On appeal from the Department of Environmental Protection.
King, Brody and Ashbey. The opinion of the court was delivered by King, P.J.A.D.
[233 NJSuper Page 281] This appeal is taken from an administrative order of October 24, 1986 issued by the Department of Environmental Protection (DEP). The order declared "the establishment of Water Supply Critical Area No. 2" and ordered "that the Procedures for Implementation of Water Supply Critical Area No. 2 . . . be followed by all affected purveyors and users of water within the critical area, effective this date." The implicated area encompassed most of Camden, Burlington and Gloucester Counties and smaller portions of five counties adjoining them.
DEP issued the order pursuant to the Water Supply Management Act of 1981 (Act), N.J.S.A. 58:1A-1 to -17, L. 1981, c. 262, and the rules enacted under it, N.J.A.C. 7:19-6.1 to -6.14 (reductions of use under "adverse conditions" requiring "special measures"), especially N.J.A.C. 7:9-6.10(a), (c) and (d). DEP asserts that excessive water use, salt-water intrusion and industrial waste discharges seriously threaten the Potomac-Raritan-Magathy (PRM) Acquifer System which underlies Critical Area No. 2. The order established two zones within the Critical Area. They were divided by the potentiometric contour line where the PRM Acquifer is 30 feet below main sea level. Within the inner area, the depleted area, water purveyors would have to reduce pumping from the PRM Acquifer by 35% of the 1983 water usage. Within the outer area, the so-called marginal area, purveyors were restricted to the amount of water drawn in 1983 from the acquifer. DEP ostensibly would disapprove any additional water withdrawals, with exceptions where the user had adopted plans for an alternate supply but the water would not be available in time to meet the need or the user would commit to purchasing water when alternate supplies became available.

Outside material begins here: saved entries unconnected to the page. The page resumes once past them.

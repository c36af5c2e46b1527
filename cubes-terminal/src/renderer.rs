/// Presents RGBA frames in the terminal using half-block cells
use crossterm::{
    cursor,
    style::{Color, Print, ResetColor, SetBackgroundColor, SetForegroundColor},
    QueueableCommand,
};
use cubes_core::Frame;
use std::io::Write;

/// Upper half block: foreground paints the top pixel, background the bottom
const HALF_BLOCK: char = '▀';

/// Draws a frame into a `columns` x `rows` grid of cells, two frame rows
/// per terminal row.
pub struct HalfBlockRenderer {
    columns: u16,
    rows: u16,
}

impl HalfBlockRenderer {
    pub fn new(columns: u16, rows: u16) -> Self {
        Self { columns, rows }
    }

    pub fn resize(&mut self, columns: u16, rows: u16) {
        self.columns = columns;
        self.rows = rows;
    }

    /// Frame pixel sampled for sub-cell `index` out of `cells` along an axis
    /// of `pixels` length.
    fn sample(index: u32, cells: u32, pixels: u32) -> u32 {
        let pos = (index as f64 + 0.5) * pixels as f64 / cells as f64;
        (pos as u32).min(pixels.saturating_sub(1))
    }

    fn color_at(frame: &Frame, x: u32, y: u32) -> Color {
        match frame.pixel(x, y) {
            Some([r, g, b, _]) => Color::Rgb { r, g, b },
            None => Color::Black,
        }
    }

    pub fn draw<W: Write>(&self, frame: &Frame, writer: &mut W) -> std::io::Result<()> {
        let size = frame.size();
        let columns = u32::from(self.columns);
        let half_rows = u32::from(self.rows) * 2;

        for row in 0..self.rows {
            writer.queue(cursor::MoveTo(0, row))?;
            for column in 0..self.columns {
                let x = Self::sample(u32::from(column), columns, size.width);
                let top = Self::sample(u32::from(row) * 2, half_rows, size.height);
                let bottom = Self::sample(u32::from(row) * 2 + 1, half_rows, size.height);

                writer.queue(SetForegroundColor(Self::color_at(frame, x, top)))?;
                writer.queue(SetBackgroundColor(Self::color_at(frame, x, bottom)))?;
                writer.queue(Print(HALF_BLOCK))?;
            }
        }
        writer.queue(ResetColor)?;
        Ok(())
    }
}

#[cfg(test)]
mod tests {
    use super::*;
    use cubes_core::PixelSize;

    #[test]
    fn test_sample_identity_when_sizes_match() {
        for i in 0..10 {
            assert_eq!(HalfBlockRenderer::sample(i, 10, 10), i);
        }
    }

    #[test]
    fn test_sample_with_pixel_ratio_two() {
        // Two pixels per cell: centre of cell 3 is pixel 7
        assert_eq!(HalfBlockRenderer::sample(3, 10, 20), 7);
        assert_eq!(HalfBlockRenderer::sample(9, 10, 20), 19);
    }

    #[test]
    fn test_sample_empty_axis() {
        assert_eq!(HalfBlockRenderer::sample(0, 4, 0), 0);
    }

    #[test]
    fn test_draw_emits_one_block_per_cell() {
        let frame = Frame::new(PixelSize::new(4, 4));
        let renderer = HalfBlockRenderer::new(4, 2);
        let mut out = Vec::new();
        renderer.draw(&frame, &mut out).unwrap();

        let text = String::from_utf8(out).unwrap();
        assert_eq!(text.matches(HALF_BLOCK).count(), 8);
    }
}
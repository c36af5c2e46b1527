/// Object transforms and rotation state
use nalgebra::{Matrix3, Matrix4, Rotation3, Vector3};

/// Euler rotation around three axes (in radians), applied in X, Y, Z order
#[derive(Debug, Clone, Copy, PartialEq, Default)]
pub struct RotationState {
    pub x: f32,
    pub y: f32,
    pub z: f32,
}

impl RotationState {
    pub fn new(x: f32, y: f32, z: f32) -> Self {
        Self { x, y, z }
    }

    pub fn zero() -> Self {
        Self::default()
    }

    /// Rotation matrix for intrinsic X-then-Y-then-Z Euler angles
    pub fn matrix(&self) -> Matrix3<f32> {
        let rx = Rotation3::from_axis_angle(&Vector3::x_axis(), self.x);
        let ry = Rotation3::from_axis_angle(&Vector3::y_axis(), self.y);
        let rz = Rotation3::from_axis_angle(&Vector3::z_axis(), self.z);
        (rx * ry * rz).into_inner()
    }
}

/// Position plus rotation of one object in the scene
#[derive(Debug, Clone, Copy, PartialEq, Default)]
pub struct Transform {
    pub position: Vector3<f32>,
    pub rotation: RotationState,
}

impl Transform {
    pub fn at(position: Vector3<f32>) -> Self {
        Self {
            position,
            rotation: RotationState::zero(),
        }
    }

    /// Model matrix: rotate about the local origin, then translate.
    pub fn model_matrix(&self) -> Matrix4<f32> {
        let mut model = self.rotation.matrix().to_homogeneous();
        model.fixed_view_mut::<3, 1>(0, 3).copy_from(&self.position);
        model
    }
}

#[cfg(test)]
mod tests {
    use super::*;

    #[test]
    fn test_identity_rotation() {
        let rotation = RotationState::zero();
        assert!((rotation.matrix() - Matrix3::identity()).norm() < 1e-6);
    }

    #[test]
    fn test_model_matrix_translates() {
        let transform = Transform::at(Vector3::new(-2.0, 0.0, 0.0));
        let model = transform.model_matrix();
        let moved = model.transform_point(&nalgebra::Point3::origin());
        assert!((moved.x + 2.0).abs() < 1e-6);
        assert!(moved.y.abs() < 1e-6 && moved.z.abs() < 1e-6);
    }

    #[test]
    fn test_rotation_order_is_x_then_y() {
        let quarter = std::f32::consts::FRAC_PI_2;
        let rotation = RotationState::new(quarter, quarter, 0.0);
        let z = rotation.matrix() * Vector3::z();
        assert!((z - Vector3::x()).norm() < 1e-5);
    }
}
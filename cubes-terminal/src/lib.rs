/// Terminal frame driver for the rotating-cubes scene
use crossterm::{
    cursor,
    event::{self, Event, KeyCode, KeyEvent, KeyEventKind},
    execute, queue,
    style::{Color, Print, ResetColor, SetBackgroundColor, SetForegroundColor},
    terminal,
};
use cubes_core::capture::save_screenshot;
use cubes_core::{DisplaySize, Rasterizer, SceneConfig, Stage};
use std::io::{self, stdout, Write};
use std::path::PathBuf;
use std::time::{Duration, Instant};

pub mod renderer;

pub use renderer::HalfBlockRenderer;

/// Runtime knobs for the terminal driver
#[derive(Debug, Clone)]
pub struct TerminalOptions {
    /// Drawing-buffer pixels per half-block pixel
    pub pixel_ratio: f64,
    pub target_fps: u32,
    /// Where screenshots are written
    pub out_dir: PathBuf,
}

impl Default for TerminalOptions {
    fn default() -> Self {
        Self {
            pixel_ratio: 1.0,
            target_fps: 30,
            out_dir: PathBuf::from("."),
        }
    }
}

/// Terminal cells shown as a surface: each cell is one pixel wide and two
/// half-block pixels tall.
pub fn display_size(columns: u16, rows: u16, pixel_ratio: f64) -> DisplaySize {
    DisplaySize::new(f64::from(columns), f64::from(rows) * 2.0, pixel_ratio)
}

/// Main application struct for terminal rendering
pub struct TerminalApp {
    stage: Stage,
    raster: Rasterizer,
    presenter: HalfBlockRenderer,
    options: TerminalOptions,
    running: bool,
    started: Instant,
    last_fps_sample: Instant,
    frame_count: u32,
    fps: f32,
    status: Option<String>,
}

impl TerminalApp {
    pub fn new(config: &SceneConfig, options: TerminalOptions) -> io::Result<Self> {
        let (columns, rows) = terminal::size()?;
        let now = Instant::now();

        Ok(Self {
            stage: Stage::new(config),
            raster: Rasterizer::new(display_size(columns, rows, options.pixel_ratio)),
            presenter: HalfBlockRenderer::new(columns, rows),
            options,
            running: true,
            started: now,
            last_fps_sample: now,
            frame_count: 0,
            fps: 0.0,
            status: None,
        })
    }

    pub fn run(&mut self) -> io::Result<()> {
        terminal::enable_raw_mode()?;
        execute!(stdout(), terminal::EnterAlternateScreen, cursor::Hide)?;

        let result = self.main_loop();

        // Cleanup
        terminal::disable_raw_mode()?;
        execute!(stdout(), terminal::LeaveAlternateScreen, cursor::Show)?;

        log::info!("frame loop stopped after {:.1}s", self.stage.state().seconds());
        result
    }

    fn main_loop(&mut self) -> io::Result<()> {
        let target_fps = u64::from(self.options.target_fps.max(1));
        let target_frame_time = Duration::from_millis(1000 / target_fps);

        while self.running {
            let frame_start = Instant::now();

            while event::poll(Duration::from_millis(0))? {
                self.handle_event(event::read()?);
            }
            if !self.running {
                break;
            }

            // Advance the clock and draw
            let elapsed_ms = self.started.elapsed().as_secs_f64() * 1000.0;
            self.stage
                .frame(elapsed_ms, &mut self.raster)
                .unwrap_or_else(|never| match never {});
            self.present()?;

            // Frame timing
            self.frame_count += 1;
            let elapsed = frame_start.elapsed();
            if elapsed < target_frame_time {
                std::thread::sleep(target_frame_time - elapsed);
            }

            // Update FPS counter
            let now = Instant::now();
            if (now - self.last_fps_sample).as_secs() >= 1 {
                self.fps = self.frame_count as f32 / (now - self.last_fps_sample).as_secs_f32();
                self.frame_count = 0;
                self.last_fps_sample = now;
            }
        }

        Ok(())
    }

    fn handle_event(&mut self, event: Event) {
        match event {
            Event::Key(KeyEvent { code, kind, .. }) if kind != KeyEventKind::Release => match code {
                KeyCode::Char('q') | KeyCode::Esc => {
                    self.running = false;
                }
                KeyCode::Char('s') => self.screenshot(),
                _ => {}
            },
            Event::Resize(columns, rows) => {
                self.presenter.resize(columns, rows);
                self.raster
                    .set_display_size(display_size(columns, rows, self.options.pixel_ratio));
            }
            _ => {}
        }
    }

    /// Redraw with the stored time, then save exactly that frame.
    fn screenshot(&mut self) {
        self.stage
            .render(&mut self.raster)
            .unwrap_or_else(|never| match never {});

        self.status = Some(match save_screenshot(self.raster.frame(), &self.options.out_dir) {
            Ok(path) => format!("saved {}", path.display()),
            Err(err) => {
                log::error!("screenshot failed: {err}");
                format!("screenshot failed: {err}")
            }
        });
    }

    fn present(&mut self) -> io::Result<()> {
        let mut stdout = stdout();
        self.presenter.draw(self.raster.frame(), &mut stdout)?;

        // Draw UI overlay
        let size = self.raster.frame().size();
        let mut line = format!(
            "Cubes | {size} @ {:.1} FPS | t={:.2}s | S=Screenshot Q=Quit",
            self.fps,
            self.stage.state().seconds()
        );
        if let Some(status) = &self.status {
            line.push_str(" | ");
            line.push_str(status);
        }
        queue!(
            stdout,
            cursor::MoveTo(0, 0),
            SetBackgroundColor(Color::Black),
            SetForegroundColor(Color::Yellow),
            Print(line),
            ResetColor
        )?;

        stdout.flush()?;
        Ok(())
    }
}

#[cfg(test)]
mod tests {
    use super::*;
    use cubes_core::PixelSize;

    #[test]
    fn test_display_size_doubles_rows() {
        let display = display_size(80, 24, 1.0);
        assert_eq!(display.drawing_buffer_size(), PixelSize::new(80, 48));
        let aspect = display.aspect().unwrap();
        assert!((aspect - 80.0 / 48.0).abs() < 1e-6);
    }

    #[test]
    fn test_display_size_with_ratio() {
        let display = display_size(80, 24, 2.5);
        assert_eq!(display.drawing_buffer_size(), PixelSize::new(200, 120));
    }
}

DEP subsequently issued the finalized "Procedures for Implementation of Water Supply Critical Area No. 2" on October 31, 1986. DEP also issued a document summarizing the March and July 1986 public hearings. In December 1986 DEP sent a corrected version of the procedures to all affected users. As in the original procedures, the corrected version provided that the
mandatory reduction in ground water withdrawals will not be effective until an alternative source becomes operational unless the conditions of these procedures and/or of the permit are not met. However, fourteen months after written notification of a user's base allocation, each user, either connected or unconnected, will be required to develop an Alternative Water Supply Plan which must make firm and formal commitments for alternative water. As soon as proposals for water conservation plans and possible alternative sources are reviewed and verified, the user must sign a contract with a water utility or else contract for construction of the alternative source. Approval of the contracts by the Department may be required.

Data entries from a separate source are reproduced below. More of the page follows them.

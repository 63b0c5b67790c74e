//! Local filesystem adapters for the ingestion traits.
//!
//! `LocalFile` plays the part of a picker selection, `LocalEntry` the part of
//! a dropped file or folder.

use crate::ingest::{
    DirectoryEntry, DirectoryReader, FileEntry, FileSource, FilesystemEntry, SourceFile,
};
use async_trait::async_trait;
use shared::error::IngestError;
use std::collections::VecDeque;
use std::io;
use std::path::{Path, PathBuf};
use std::sync::Arc;
use tracing::{debug, warn};
use walkdir::WalkDir;

/// Children handed out per `read_entries` call.
const LISTING_BATCH_SIZE: usize = 100;

fn read_error(path: &Path, source: io::Error) -> IngestError {
    IngestError::Read {
        path: path.display().to_string(),
        source,
    }
}

fn enumeration_error(path: &Path, source: io::Error) -> IngestError {
    IngestError::Enumeration {
        path: path.display().to_string(),
        source,
    }
}

fn file_name_of(path: &Path) -> String {
    path.file_name()
        .map(|n| n.to_string_lossy().to_string())
        .unwrap_or_else(|| path.display().to_string())
}

/// Name shown for a picked or dropped root: its own last component, or the
/// canonical one for paths like `.` that have none.
fn display_name(path: &Path, canonical: &Path) -> String {
    match path.file_name() {
        Some(name) => name.to_string_lossy().to_string(),
        None => file_name_of(canonical),
    }
}

/// A file on disk.
#[derive(Debug, Clone)]
pub struct LocalFile {
    path: PathBuf,
    name: String,
    relative: Option<String>,
    size: u64,
}

impl LocalFile {
    pub async fn open(path: impl AsRef<Path>) -> Result<Self, IngestError> {
        let path = path.as_ref();
        let meta = tokio::fs::metadata(path)
            .await
            .map_err(|e| read_error(path, e))?;
        Ok(Self {
            path: path.to_path_buf(),
            name: file_name_of(path),
            relative: None,
            size: meta.len(),
        })
    }

    pub fn path(&self) -> &Path {
        &self.path
    }

    /// Every file below `root`, with paths relative to the folder's parent
    /// (`root-name/sub/file.ext`), depth first in name order. Symlinked
    /// directories are not followed.
    pub async fn picked_folder(root: &Path) -> Result<Vec<LocalFile>, IngestError> {
        let canonical = tokio::fs::canonicalize(root)
            .await
            .map_err(|e| enumeration_error(root, e))?;
        let root_name = display_name(root, &canonical);
        let walk_root = canonical.clone();
        tokio::task::spawn_blocking(move || walk_folder(&walk_root, root_name))
            .await
            .map_err(|e| enumeration_error(&canonical, io::Error::other(e.to_string())))?
    }

    /// Build a picker source from paths: files are taken as-is, folders are
    /// expanded like a folder picker. Missing paths are skipped.
    pub async fn pick(paths: &[PathBuf]) -> Result<FileSource, IngestError> {
        let mut picked: Vec<Arc<dyn SourceFile>> = Vec::new();
        for path in paths {
            let meta = match tokio::fs::metadata(path).await {
                Ok(meta) => meta,
                Err(e) => {
                    warn!(path = %path.display(), error = %e, "cannot open picked path");
                    continue;
                }
            };
            if meta.is_dir() {
                for file in Self::picked_folder(path).await? {
                    picked.push(Arc::new(file));
                }
            } else {
                picked.push(Arc::new(LocalFile {
                    path: path.clone(),
                    name: file_name_of(path),
                    relative: None,
                    size: meta.len(),
                }));
            }
        }
        Ok(FileSource::Files(picked))
    }
}

fn walk_folder(root: &Path, root_name: String) -> Result<Vec<LocalFile>, IngestError> {
    let mut files = Vec::new();

    let walker = WalkDir::new(root).follow_links(false).sort_by_file_name();
    for entry in walker {
        let entry = entry.map_err(|e| {
            let path = e.path().unwrap_or(root).to_path_buf();
            let source = e
                .into_io_error()
                .unwrap_or_else(|| io::Error::other("directory walk failed"));
            enumeration_error(&path, source)
        })?;

        let file_type = entry.file_type();
        let size = if file_type.is_file() {
            entry.metadata().map(|m| m.len()).unwrap_or(0)
        } else if file_type.is_symlink() {
            match std::fs::metadata(entry.path()) {
                Ok(meta) if meta.is_file() => meta.len(),
                _ => {
                    debug!(path = %entry.path().display(), "skipping symlink");
                    continue;
                }
            }
        } else {
            continue;
        };

        let relative = entry
            .path()
            .strip_prefix(root)
            .unwrap_or(entry.path())
            .components()
            .map(|c| c.as_os_str().to_string_lossy())
            .fold(root_name.clone(), |acc, part| format!("{}/{}", acc, part));
        files.push(LocalFile {
            path: entry.path().to_path_buf(),
            name: file_name_of(entry.path()),
            relative: Some(relative),
            size,
        });
    }
    Ok(files)
}

#[async_trait]
impl SourceFile for LocalFile {
    fn name(&self) -> &str {
        &self.name
    }

    fn relative_path(&self) -> Option<&str> {
        self.relative.as_deref()
    }

    fn size(&self) -> u64 {
        self.size
    }

    async fn text(&self) -> Result<String, IngestError> {
        let bytes = tokio::fs::read(&self.path)
            .await
            .map_err(|e| read_error(&self.path, e))?;
        String::from_utf8(bytes).map_err(|_| IngestError::Decode {
            path: self.path.display().to_string(),
        })
    }
}

enum ChildKind {
    Dir,
    File,
}

/// List a directory sorted by name. Symlinks to files are kept, symlinks to
/// directories and dangling links are skipped.
async fn list_sorted(dir: &Path) -> Result<Vec<(PathBuf, ChildKind)>, IngestError> {
    let mut read_dir = tokio::fs::read_dir(dir)
        .await
        .map_err(|e| enumeration_error(dir, e))?;
    let mut children = Vec::new();

    while let Some(entry) = read_dir
        .next_entry()
        .await
        .map_err(|e| enumeration_error(dir, e))?
    {
        let path = entry.path();
        let file_type = match entry.file_type().await {
            Ok(t) => t,
            Err(e) => {
                warn!(path = %path.display(), error = %e, "cannot stat entry");
                continue;
            }
        };

        if file_type.is_dir() {
            children.push((path, ChildKind::Dir));
        } else if file_type.is_file() {
            children.push((path, ChildKind::File));
        } else if file_type.is_symlink() {
            match tokio::fs::metadata(&path).await {
                Ok(meta) if meta.is_file() => children.push((path, ChildKind::File)),
                _ => debug!(path = %path.display(), "skipping symlink"),
            }
        }
    }

    children.sort_by(|a, b| a.0.file_name().cmp(&b.0.file_name()));
    Ok(children)
}

/// Dropped files and folders on disk.
pub struct LocalEntry;

impl LocalEntry {
    /// Resolve a dropped path into an entry rooted at its own name
    /// (`/name`, `/name/child`, ...). Paths without a final name such as `.`
    /// are rooted at the canonical directory name.
    pub async fn from_path(path: &Path) -> Result<FilesystemEntry, IngestError> {
        let canonical = tokio::fs::canonicalize(path)
            .await
            .map_err(|e| read_error(path, e))?;
        let meta = tokio::fs::metadata(&canonical)
            .await
            .map_err(|e| read_error(&canonical, e))?;
        let full_path = format!("/{}", display_name(path, &canonical));
        let path = canonical;
        Ok(if meta.is_dir() {
            FilesystemEntry::Directory(Arc::new(LocalDirEntry { path, full_path }))
        } else {
            FilesystemEntry::File(Arc::new(LocalFileEntry { path, full_path }))
        })
    }

    /// Build a drop source from paths. Paths that no longer exist are skipped.
    pub async fn from_drop(paths: &[PathBuf]) -> FileSource {
        let mut roots = Vec::new();
        for path in paths {
            match Self::from_path(path).await {
                Ok(entry) => roots.push(entry),
                Err(e) => warn!(error = %e, "ignoring dropped path"),
            }
        }
        FileSource::Entries(roots)
    }
}

struct LocalFileEntry {
    path: PathBuf,
    full_path: String,
}

#[async_trait]
impl FileEntry for LocalFileEntry {
    fn full_path(&self) -> &str {
        &self.full_path
    }

    fn node_id(&self) -> String {
        self.path.display().to_string()
    }

    async fn file(&self) -> Result<Arc<dyn SourceFile>, IngestError> {
        Ok(Arc::new(LocalFile::open(&self.path).await?))
    }
}

struct LocalDirEntry {
    path: PathBuf,
    full_path: String,
}

impl DirectoryEntry for LocalDirEntry {
    fn full_path(&self) -> &str {
        &self.full_path
    }

    fn node_id(&self) -> String {
        self.path.display().to_string()
    }

    fn create_reader(&self) -> Box<dyn DirectoryReader> {
        Box::new(LocalDirReader {
            path: self.path.clone(),
            full_path: self.full_path.clone(),
            pending: None,
        })
    }
}

struct LocalDirReader {
    path: PathBuf,
    full_path: String,
    pending: Option<VecDeque<FilesystemEntry>>,
}

#[async_trait]
impl DirectoryReader for LocalDirReader {
    async fn read_entries(&mut self) -> Result<Vec<FilesystemEntry>, IngestError> {
        if self.pending.is_none() {
            let children = list_sorted(&self.path).await?;
            let entries: VecDeque<FilesystemEntry> = children
                .into_iter()
                .map(|(path, kind)| {
                    let full_path = format!("{}/{}", self.full_path, file_name_of(&path));
                    match kind {
                        ChildKind::Dir => {
                            FilesystemEntry::Directory(Arc::new(LocalDirEntry { path, full_path }))
                        }
                        ChildKind::File => {
                            FilesystemEntry::File(Arc::new(LocalFileEntry { path, full_path }))
                        }
                    }
                })
                .collect();
            self.pending = Some(entries);
        }

        let pending = self.pending.get_or_insert_with(VecDeque::new);
        let n = LISTING_BATCH_SIZE.min(pending.len());
        Ok(pending.drain(..n).collect())
    }
}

Evesham Municipal Utility Authority (EMUA) appealed on December 1, 1986. In March 1987 Mt. Laurel Township Municipal Utilities Authority (MLTMUA) filed a motion for leave to intervene which was granted. On October 13, 1987 we heard oral argument on DEP's cross-motion to dismiss the appeal and EMUA's motion for summary disposition. R. 2:8-3(b). On October 13, 1987 we denied EMUA's motion for summary disposition, denied DEP's cross-motion to dismiss the appeal, granted Maple Shade Township's motion to intervene, and consolidated EMUA's appeal (A-1560-86T1) with the companion appeal by Willingboro Municipal Utilities Authority (WMUA) (A-1790-86T1) filed on December 8, 1986. On February 3, 1988 we granted the motion by the Builders' League of South Jersey to appear amicus.

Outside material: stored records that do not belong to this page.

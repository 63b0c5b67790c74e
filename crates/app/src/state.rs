//! Request orchestration for the Code Assistant app
//!
//! Resolves the backend from settings and paces a request through the
//! "thinking" stages shown while the backend works.

use anyhow::{anyhow, Result};
use async_trait::async_trait;
use providers::{AssistBackend, CodeAssistClient};
use shared::agent_api::AssistReply;
use shared::settings::AppSettings;
use std::future::Future;
use std::time::Duration;

/// One step of the progress indicator.
#[derive(Debug, Clone, Copy, PartialEq, Eq)]
pub struct ThinkingStage {
    pub text: &'static str,
    pub duration: Duration,
}

pub const THINKING_STAGES: [ThinkingStage; 3] = [
    ThinkingStage {
        text: "Analyzing uploaded files...",
        duration: Duration::from_millis(800),
    },
    ThinkingStage {
        text: "Processing your request...",
        duration: Duration::from_millis(1000),
    },
    ThinkingStage {
        text: "Generating response...",
        duration: Duration::from_millis(1200),
    },
];

/// Announce each stage and wait out its duration, then run `work`.
pub async fn with_thinking_stages<T, F>(
    enabled: bool,
    on_stage: &mut (dyn FnMut(&ThinkingStage) + Send),
    work: F,
) -> T
where
    F: Future<Output = T>,
{
    if enabled {
        for stage in &THINKING_STAGES {
            on_stage(stage);
            tokio::time::sleep(stage.duration).await;
        }
    }
    work.await
}

/// Stands in for the real client when it cannot be built, so the failure is
/// reported through the normal reply path.
struct UnavailableBackend {
    reason: String,
}

#[async_trait]
impl AssistBackend for UnavailableBackend {
    async fn assist(&self, _user_prompt: &str, _repo_context: &str) -> Result<AssistReply> {
        Err(anyhow!(self.reason.clone()))
    }
}

/// Build the backend client for the current settings.
pub fn connect_backend(settings: &AppSettings) -> Box<dyn AssistBackend> {
    match CodeAssistClient::from_settings(settings) {
        Ok(client) => Box::new(client),
        Err(e) => {
            tracing::debug!(error = %e, "backend unavailable");
            Box::new(UnavailableBackend {
                reason: e.to_string(),
            })
        }
    }
}

#[cfg(test)]
mod tests {
    use super::*;
    use tokio::time::Instant;

    #[tokio::test(start_paused = true)]
    async fn test_stages_run_in_order_before_work() {
        let mut seen = Vec::new();
        let start = Instant::now();
        let result = with_thinking_stages(
            true,
            &mut |stage: &ThinkingStage| seen.push(stage.text),
            async { 42 },
        )
        .await;

        assert_eq!(result, 42);
        assert_eq!(
            seen,
            vec![
                "Analyzing uploaded files...",
                "Processing your request...",
                "Generating response...",
            ]
        );
        assert!(start.elapsed() >= Duration::from_millis(3000));
    }

    #[tokio::test]
    async fn test_disabled_stages_skip_straight_to_work() {
        let mut calls = 0;
        let result =
            with_thinking_stages(false, &mut |_: &ThinkingStage| calls += 1, async { "done" })
                .await;
        assert_eq!(result, "done");
        assert_eq!(calls, 0);
    }

    #[tokio::test]
    async fn test_missing_key_surfaces_on_assist() {
        let settings = AppSettings {
            api_key: None,
            ..AppSettings::default()
        };
        let backend = connect_backend(&settings);
        let err = backend.assist("hi", "").await.unwrap_err();
        assert_eq!(err.to_string(), "Please set your Gemini API key in settings");
    }
}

The appellants and the amicus stress that the water demands generated by population growth in the region conflict with DEP's proposed severe cutback in the water usage and that the order lacks legal authority. DEP maintains that the cutbacks are necessary and within its statutory authority.
Our general power to review agency action is carefully circumscribed. Administrative agencies are properly categorized as part of the government's executive branch because they "exercise executive power in administering legislative authority selectively delegated to them by statute." City of Hackensack v. Winner, 82 N.J. 1, 28 (1980). The administrative process involves aspects of all three branches of government. Gloucester Cty. Welfare Bd. v. N.J. Civ. Serv. Comm'n., 93 N.J. 384, 389 (1983).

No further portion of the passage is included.